秋の空に映える果実 山茱萸(サンシュユ)Cornus officinalis

生薬と漢方処方

中国を原産とするミズキ科の落葉樹、江戸時代に日本に持ち込まれ、薬用植物として栽培され始めました。日本薬局方生薬として、「サンシュユ(山茱萸)」の熟す赤い実(偽果)から種子(真正果実)を除いたものを薬用部位として用います。
サンシュユの実は赤く、ツヤツヤとしているのが特徴です。その見た目がサンゴやグミに似ていることから、別名「アキサンゴ」「ヤマグミ」とも呼ばれています。赤い実のお味、気になりませんか?やや酸味があり、でも渋味が強く、生では食べられそうにありません。

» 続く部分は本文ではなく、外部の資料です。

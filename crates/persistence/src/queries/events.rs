// Copyright (C) 2026 Fred Clausen
// Use of this source code is governed by an MIT-style
// license that can be found in the LICENSE file or at
// https://opensource.org/licenses/MIT.

//! Coverage code and event queries.

use std::collections::BTreeMap;

use diesel::prelude::*;
use diesel::SqliteConnection;
use shiftboard::EventRecord;
use shiftboard_domain::{
    CoverageCodeId, DisplayMode, EmployeeTypeId, EventId, HexColor, ScheduleId, UserOid,
};
use time::Date;

use crate::data_models::{CoverageCodeData, EventData};
use crate::diesel_schema::{coverage_codes, schedule_events};
use crate::error::PersistenceError;
use crate::queries::{from_db_date, to_db_date};

#[derive(Queryable, Selectable)]
#[diesel(table_name = coverage_codes)]
struct CoverageCodeRow {
    coverage_code_id: i64,
    code: String,
    label: String,
    display_mode: String,
    color: String,
    sort_order: i64,
    is_active: i32,
}

impl From<CoverageCodeRow> for CoverageCodeData {
    fn from(row: CoverageCodeRow) -> Self {
        Self {
            coverage_code_id: CoverageCodeId::new(row.coverage_code_id),
            code: row.code,
            label: row.label,
            display_mode: DisplayMode::parse_or_default(Some(&row.display_mode)),
            color: HexColor::parse_or_default(Some(&row.color)),
            sort_order: row.sort_order,
            is_active: row.is_active != 0,
        }
    }
}

#[derive(Queryable, Selectable)]
#[diesel(table_name = schedule_events)]
struct EventRow {
    event_id: i64,
    employee_type_id: Option<i64>,
    user_oid: Option<String>,
    start_date: String,
    end_date: String,
    coverage_code_id: Option<i64>,
    custom_code: Option<String>,
    custom_name: Option<String>,
    custom_display_mode: Option<String>,
    custom_color: Option<String>,
    comments: Option<String>,
}

impl EventRow {
    fn into_data(
        self,
        codes: &BTreeMap<CoverageCodeId, CoverageCodeData>,
    ) -> Result<EventData, PersistenceError> {
        let coverage_code_id: Option<CoverageCodeId> =
            self.coverage_code_id.map(CoverageCodeId::new);
        let code: Option<&CoverageCodeData> = coverage_code_id.and_then(|id| codes.get(&id));
        let record: EventRecord = EventRecord {
            event_id: EventId::new(self.event_id),
            employee_type_id: self.employee_type_id.map(EmployeeTypeId::new),
            user_oid: self.user_oid.as_deref().and_then(|oid| UserOid::new(oid).ok()),
            start_date: from_db_date("schedule_events", &self.start_date)?,
            end_date: from_db_date("schedule_events", &self.end_date)?,
            coverage_code_id,
            coverage_display_mode: code.map(|c| c.display_mode.label().to_string()),
            coverage_color: code.map(|c| c.color.to_string()),
            custom_display_mode: self.custom_display_mode,
            custom_color: self.custom_color,
        };
        Ok(EventData {
            record,
            code: code.map(|c| c.code.clone()).or(self.custom_code),
            name: code.map(|c| c.label.clone()).or(self.custom_name),
            comments: self.comments,
        })
    }
}

/// Lists coverage codes ordered by sort order, code, then id.
///
/// # Errors
///
/// Returns an error if the database query fails.
pub fn list_coverage_codes(
    conn: &mut SqliteConnection,
    schedule_id: ScheduleId,
    include_inactive: bool,
) -> Result<Vec<CoverageCodeData>, PersistenceError> {
    let mut query = coverage_codes::table
        .filter(coverage_codes::schedule_id.eq(schedule_id.value()))
        .into_boxed();
    if !include_inactive {
        query = query.filter(coverage_codes::is_active.eq(1));
    }

    let rows: Vec<CoverageCodeRow> = query
        .order((
            coverage_codes::sort_order.asc(),
            coverage_codes::code.asc(),
            coverage_codes::coverage_code_id.asc(),
        ))
        .select(CoverageCodeRow::as_select())
        .load(conn)?;

    Ok(rows.into_iter().map(CoverageCodeData::from).collect())
}

/// Retrieves a coverage code, active or not.
///
/// # Errors
///
/// Returns an error if the database query fails.
pub fn get_coverage_code(
    conn: &mut SqliteConnection,
    schedule_id: ScheduleId,
    coverage_code_id: CoverageCodeId,
) -> Result<Option<CoverageCodeData>, PersistenceError> {
    let result: Result<CoverageCodeRow, diesel::result::Error> = coverage_codes::table
        .filter(coverage_codes::schedule_id.eq(schedule_id.value()))
        .filter(coverage_codes::coverage_code_id.eq(coverage_code_id.value()))
        .select(CoverageCodeRow::as_select())
        .first(conn);

    match result {
        Ok(row) => Ok(Some(CoverageCodeData::from(row))),
        Err(diesel::result::Error::NotFound) => Ok(None),
        Err(e) => Err(PersistenceError::from(e)),
    }
}

/// True if another coverage code of the schedule already uses `code`.
///
/// Codes are stored normalized, so the comparison is exact.
///
/// # Errors
///
/// Returns an error if the database query fails.
pub fn coverage_code_taken(
    conn: &mut SqliteConnection,
    schedule_id: ScheduleId,
    code: &str,
    exclude: Option<CoverageCodeId>,
) -> Result<bool, PersistenceError> {
    let ids: Vec<i64> = coverage_codes::table
        .filter(coverage_codes::schedule_id.eq(schedule_id.value()))
        .filter(coverage_codes::code.eq(code))
        .select(coverage_codes::coverage_code_id)
        .load(conn)?;

    Ok(ids
        .iter()
        .any(|id| exclude.is_none_or(|skip| skip.value() != *id)))
}

fn code_lookup(
    conn: &mut SqliteConnection,
    schedule_id: ScheduleId,
) -> Result<BTreeMap<CoverageCodeId, CoverageCodeData>, PersistenceError> {
    Ok(list_coverage_codes(conn, schedule_id, true)?
        .into_iter()
        .map(|code| (code.coverage_code_id, code))
        .collect())
}

/// Lists active events intersecting `[start, end]`.
///
/// Ordered by start date, end date, then id. Events keep the display
/// values of their coverage code even after the code is deactivated.
///
/// # Errors
///
/// Returns an error if the database query fails or a row is corrupt.
pub fn events_between(
    conn: &mut SqliteConnection,
    schedule_id: ScheduleId,
    start: Date,
    end: Date,
) -> Result<Vec<EventData>, PersistenceError> {
    let first: String = to_db_date(start)?;
    let last: String = to_db_date(end)?;
    let codes: BTreeMap<CoverageCodeId, CoverageCodeData> = code_lookup(conn, schedule_id)?;

    let rows: Vec<EventRow> = schedule_events::table
        .filter(schedule_events::schedule_id.eq(schedule_id.value()))
        .filter(schedule_events::is_active.eq(1))
        .filter(schedule_events::start_date.le(last.as_str()))
        .filter(schedule_events::end_date.ge(first.as_str()))
        .order((
            schedule_events::start_date.asc(),
            schedule_events::end_date.asc(),
            schedule_events::event_id.asc(),
        ))
        .select(EventRow::as_select())
        .load(conn)?;

    rows.into_iter().map(|row| row.into_data(&codes)).collect()
}

/// Retrieves an active event.
///
/// # Errors
///
/// Returns an error if the database query fails or the row is corrupt.
/// Returns `Ok(None)` if the event does not exist or was removed.
pub fn get_event(
    conn: &mut SqliteConnection,
    schedule_id: ScheduleId,
    event_id: EventId,
) -> Result<Option<EventData>, PersistenceError> {
    let result: Result<EventRow, diesel::result::Error> = schedule_events::table
        .filter(schedule_events::schedule_id.eq(schedule_id.value()))
        .filter(schedule_events::event_id.eq(event_id.value()))
        .filter(schedule_events::is_active.eq(1))
        .select(EventRow::as_select())
        .first(conn);

    match result {
        Ok(row) => {
            let codes: BTreeMap<CoverageCodeId, CoverageCodeData> =
                code_lookup(conn, schedule_id)?;
            row.into_data(&codes).map(Some)
        }
        Err(diesel::result::Error::NotFound) => Ok(None),
        Err(e) => Err(PersistenceError::from(e)),
    }
}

果肉は甘みが薄く渋味もあることから、小鳥さんには不人気のようですが、それでも、他に美味しい果実が食べ尽されると、ヒヨドリさんなどがやってきて、サンシュユの赤い実を食べている姿を見かけます。

ちなみに下の写真は、3月中旬頃、サンシュユの花が満開の頃の様子です。別名「春黄金花(はるこがねばな)」とも呼ばれ、枝先に4枚の苞葉に包まれた直径4~5mmの小さな花をたくさん咲かせます(このような花の咲き方、以前にもご紹介しましたが、散形花序でしたよね)

ミズキ科植物は、街路樹でよく見かけるヤマボウシ・ハナミズキなどの可憐なお花を咲かせるグループで、「ミズキ」=水を好む樹種として知られています。

「サンシュユ(山茱萸)」は、有名な八味地黄丸」や「牛車腎気丸な‬どに配合され、成分は、イリドイド配糖体(ロガニン、ス‬エロシド)、タンニン、サポニンなどです。